For instance, right now in Texas — not exactly a hotbed for solar with less than one percent of its total electricity currently being generated by solar — an HOA is suing a homeowner who put up solar panels on his house in what the HOA claims is a violation of its covenant.

An Asscociated Press story on the unfolding conflict quotes a woman who lives behind the house on which the panels have been installed as saying the panels are an “eyesore.”

Few things steam me more than the backward claim that solar panels are “ugly.”
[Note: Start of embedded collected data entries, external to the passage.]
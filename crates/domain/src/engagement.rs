//! Engagement events propagated by the event-propagation saga.

use chrono::{DateTime, NaiveDate, Utc};
use common::EntityId;
use serde::{Deserialize, Serialize};

use crate::DomainError;

/// What a viewer did with a tweet.
#[derive(Debug, Clone, Copy, PartialEq, Eq, Hash, Serialize, Deserialize)]
#[serde(tag = "kind")]
pub enum EngagementKind {
    Liked,
    Unliked,
    Viewed,
    /// Time spent looking at the tweet.
    TimeSpent { seconds: u32 },
}

impl EngagementKind {
    pub fn as_str(&self) -> &'static str {
        match self {
            EngagementKind::Liked => "Liked",
            EngagementKind::Unliked => "Unliked",
            EngagementKind::Viewed => "Viewed",
            EngagementKind::TimeSpent { .. } => "TimeSpent",
        }
    }
}

/// One engagement with a tweet.
///
/// `event_id` identifies the event across every store it is written to,
/// which is what makes re-delivery harmless.
#[derive(Debug, Clone, PartialEq, Eq, Serialize, Deserialize)]
pub struct EngagementEvent {
    pub event_id: EntityId,
    pub tweet_id: EntityId,
    #[serde(flatten)]
    pub kind: EngagementKind,
    pub timestamp: DateTime<Utc>,
}

impl EngagementEvent {
    /// Creates an event stamped with the current time.
    pub fn new(tweet_id: EntityId, kind: EngagementKind) -> Self {
        Self {
            event_id: EntityId::new(),
            tweet_id,
            kind,
            timestamp: Utc::now(),
        }
    }

    /// Overrides the event timestamp.
    pub fn at(mut self, timestamp: DateTime<Utc>) -> Self {
        self.timestamp = timestamp;
        self
    }

    /// The calendar day (UTC) the event is reported under.
    pub fn day(&self) -> NaiveDate {
        self.timestamp.date_naive()
    }

    pub fn validate(&self) -> Result<(), DomainError> {
        if let EngagementKind::TimeSpent { seconds: 0 } = self.kind {
            return Err(DomainError::InvalidEvent(
                "time spent must be positive".to_string(),
            ));
        }
        if self.timestamp > Utc::now() + chrono::Duration::minutes(5) {
            return Err(DomainError::InvalidEvent(
                "timestamp is in the future".to_string(),
            ));
        }
        Ok(())
    }
}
Personally, I think solar panels are beautiful. They are sleak and shiny. And they add a modern look to what otherwise is a typically pretty average — dare I say ugly — asphalt shingle roof (most single-family roofs in the U.S. are asphalt shingle roofs). In fact, how/why a puke brown or snot-green asphalt shingle roof is somehow prettier or more asthetically appealing than a set of evenly spaced, perfectly aligned, symmetrical, sleek, shiny and futuristic solar panels is beyond me.

Beyond the direct aethestics, solar is beautiful for many different reasons.

Here are a few:

Practical Reasons

  • It increases the value of a home, and, logically, thereby increases the value of homes around it — for example, an increasing number of the ritziest houses in Boulder, Colo. (we’re talking about million-dollar homes) have solar panels on them;
  • It helps homeowners save money;
  • It helps homeowners potentially achieve near total electric independence;

Environmental Reasons

  • Solar systems reduce the need for destructive coal mining practices such as mountain-top removal;
  • In contrast to fossil fuel forms, often transported thousands of miles to get to the power plant, solar systems produce energy right where it is needed — on the home that will be using the electricity;
  • Solar systems reduce local air pollution — especially if they are used to partially, or fully, power an EV;

What’s uglier: A solar system — OR asthma, lung cancer, heart disease and the death of human beings from air-pollution induced maladies?

What’s uglier: A solar system — OR the razing of moutaintops in W. Virginia?

pier-point-solar-thermalWhat’s ugiler: A solar system — OR the growing presence of mercury, which has been proven to cause serious health problems in humans, especially in babies, in our water and our air?

What’s uglier: A solar system — or the specter of global warming and rising sea levels? (A disputed island off the coast of India and Bangledesh was recently swallowed by the ocean.)

What’s uglier: A solar system — or Denver’s brown cloud — or L.A.’s or Hong Kong’s infamous polluting hazes, or the general pollution that all of us breathe in every day? (Hong Kong recently broke records for its highest level of air pollution ever, according to The New York Times.)

What’s uglier: A solar system — or individuals blinded by their own narrow-minded notions about what is, and is not, aesthetically pleasing and who cannot see the bigger, cleaner, prettier, healthier picture home solar systems so clearly will bring us?

Finally, what’s uglier: A solar system — or the short-sightedness and small-mindedness of HOAs who seek to block solar systems on home roofs, and thereby end up blocking a cleaner, healthier world for us all?